| HOW TO COMPLETE THIS TASK |
Could you print only the lines from the one containing "pub mod net;" through the end of the listing below, unchanged?

::: SOURCE MATERIAL :::

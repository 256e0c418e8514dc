//! # auth-provider
//!
//! Leptos + WASM client-side auth session. `AuthProvider` refreshes the
//! access token from the ambient refresh cookie, fetches the authenticated
//! user, and exposes both to descendants through `AuthContext`.
//!
//! The session rules live in `state::session` as a plain state machine;
//! `state::controller` drives it over the `AuthApi` seam so the whole flow can
//! be exercised without a browser.

pub mod app;
pub mod components;
pub mod config;
pub mod error;
pub mod net;
pub mod pages;
pub mod state;

/// WASM entry point: hydrate the server-rendered shell.
#[cfg(feature = "hydrate")]
#[wasm_bindgen::prelude::wasm_bindgen]
pub fn hydrate() {
    console_error_panic_hook::set_once();
    if let Err(e) = console_log::init_with_level(log::Level::Debug) {
        leptos::logging::warn!("console logger already installed: {e}");
    }
    leptos::mount::hydrate_body(app::App);
}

:::

| EXERCISE OUTPUT |
pub mod net;
pub mod pages;
pub mod state;

/// WASM entry point: hydrate the server-rendered shell.
#[cfg(feature = "hydrate")]
#[wasm_bindgen::prelude::wasm_bindgen]
pub fn hydrate() {
    console_error_panic_hook::set_once();
    if let Err(e) = console_log::init_with_level(log::Level::Debug) {
        leptos::logging::warn!("console logger already installed: {e}");
    }
    leptos::mount::hydrate_body(app::App);
}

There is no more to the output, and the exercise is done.